What caused the fall of Premier Khrushchev? The relevant factors are as obscure as they could be without becoming entirely mysterious. But there are indications of the constellation of events that brought his demise. Khrushchev seems to have been very securely in power by 1958; the years that followed brought an increasing burden of setbacks which shook his hold.

On the international scene, Berlin was a serious defeat. Khrushchev evidently thought he could force the Allies out of the city with a series of threats following hard on the Sputnik successes in space. He was forced to back down. The Cuba confrontation of October 1962 was an even more paralyzing setback. And within the Communist camp, the Premier's handling of relations with China had allowed a dispute to swell into uncomradely hostility. He had planned to stage a climactic meeting of the world's Communist parties in Moscow this December to condemn the Chinese, but the fraternal parties dragged their feet so that the meeting threatened to be a fiasco. Another terrible defeat was the disintegration of Soviet power over European Communism culminating in the Italian party's declaration of independence, the formerly abject French party's similar declaration, and the virtual revolt of the heretofore grovelling Rumanians.

Domestic affairs did not go much better. After 1958, agricultural output fell fairly steadily. In 1963 there was a catastrophically bad harvest, and the Soviet Union had to spend hoarded reserves of currency on the world market to buy millions of tons of grain. There were industrial difficulties in allocation of resources: the military pressed for its habitual lion's share while the technocrats demanded the same resources in order to meet Premier Khrushchev's exuberant promises of advances in consumer goods.

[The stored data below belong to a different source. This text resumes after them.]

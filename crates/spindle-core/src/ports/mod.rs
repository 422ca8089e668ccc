//! Ports - 抽象化レイヤー
//!
//! このモジュールは Hexagonal Architecture の「ポート」を定義します。
//! 各 trait は外部のもの（ストレージ、時刻、ID 採番、ログ）への
//! インターフェースを提供し、実装の詳細を隠蔽します。

pub mod clock;
pub mod event_sink;
pub mod id_generator;
pub mod task_store;

pub use self::clock::{Clock, FixedClock, SystemClock};
pub use self::event_sink::EventSink;
pub use self::id_generator::{IdGenerator, UlidGenerator};
pub use self::task_store::TaskStore;
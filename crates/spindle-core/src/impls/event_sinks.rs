//! EventSink implementations.

use std::sync::Mutex;

use crate::domain::DomainEvent;
use crate::ports::EventSink;

/// Logs every event through `tracing`.
///
/// Failures are logged at `warn`, everything else at `info`.
#[derive(Debug, Clone, Copy, Default)]
pub struct TracingEventSink;

impl EventSink for TracingEventSink {
    fn emit(&self, event: &DomainEvent) {
        match event {
            DomainEvent::TaskSubmitted {
                task_id,
                function,
                arguments,
            } => {
                tracing::info!(%task_id, %function, arguments = %serde_json::Value::Object(arguments.clone()), "[submitted]");
            }
            DomainEvent::TaskClaimed { task_id, function } => {
                tracing::debug!(%task_id, %function, "[claimed]");
            }
            DomainEvent::TaskSucceeded {
                task_id,
                function,
                result,
            } => {
                tracing::info!(%task_id, %function, %result, "[succeeded]");
            }
            DomainEvent::TaskFailed {
                task_id,
                function,
                error,
            } => {
                tracing::warn!(%task_id, %function, %error, "[failed]");
            }
            DomainEvent::OrphanFailed { task_id } => {
                tracing::warn!(%task_id, "[orphan_failed] task was RUNNING when the worker started");
            }
        }
    }
}

#[derive(Debug, Clone, Copy, Default)]
pub struct NoopEventSink;

impl EventSink for NoopEventSink {
    fn emit(&self, _event: &DomainEvent) {}
}

/// Keeps every event in memory, in emission order.
#[derive(Debug, Default)]
pub struct RecordingEventSink {
    events: Mutex<Vec<DomainEvent>>,
}

impl RecordingEventSink {
    pub fn new() -> Self {
        Self::default()
    }

    pub fn events(&self) -> Vec<DomainEvent> {
        self.events
            .lock()
            .map(|events| events.clone())
            .unwrap_or_default()
    }
}

impl EventSink for RecordingEventSink {
    fn emit(&self, event: &DomainEvent) {
        // poisoned lock: drop the event (best-effort)
        if let Ok(mut events) = self.events.lock() {
            events.push(event.clone());
        }
    }
}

Then there were the less tangible causes of discontent. Russia's prestige has been suffering abroad. The revolutionaries are turning to the Chinese, the mixed-economy nations are on the whole sticking with the West, and the neutralists spurn the Russians as well as the Americans. Caught between the advances of a more revolutionary Communism and the responsibilities of nuclear power leadership, Premier Khrushchev was almost inevitably damned for what he did do, and damned for what he didn't.

Finally, of course, the Premier was getting old. He was spending less time with his hands on the controls and placing more faith in his lieutenants. Leonid I. Brezhnev owed his entire career to Khrushchev; Aleksei N. Kosygin owed him the second chance so rarely granted in Soviet political life. One day, they seem to have decided that they had sufficient support to oust the old man vacationing at his Black Sea resort. They did.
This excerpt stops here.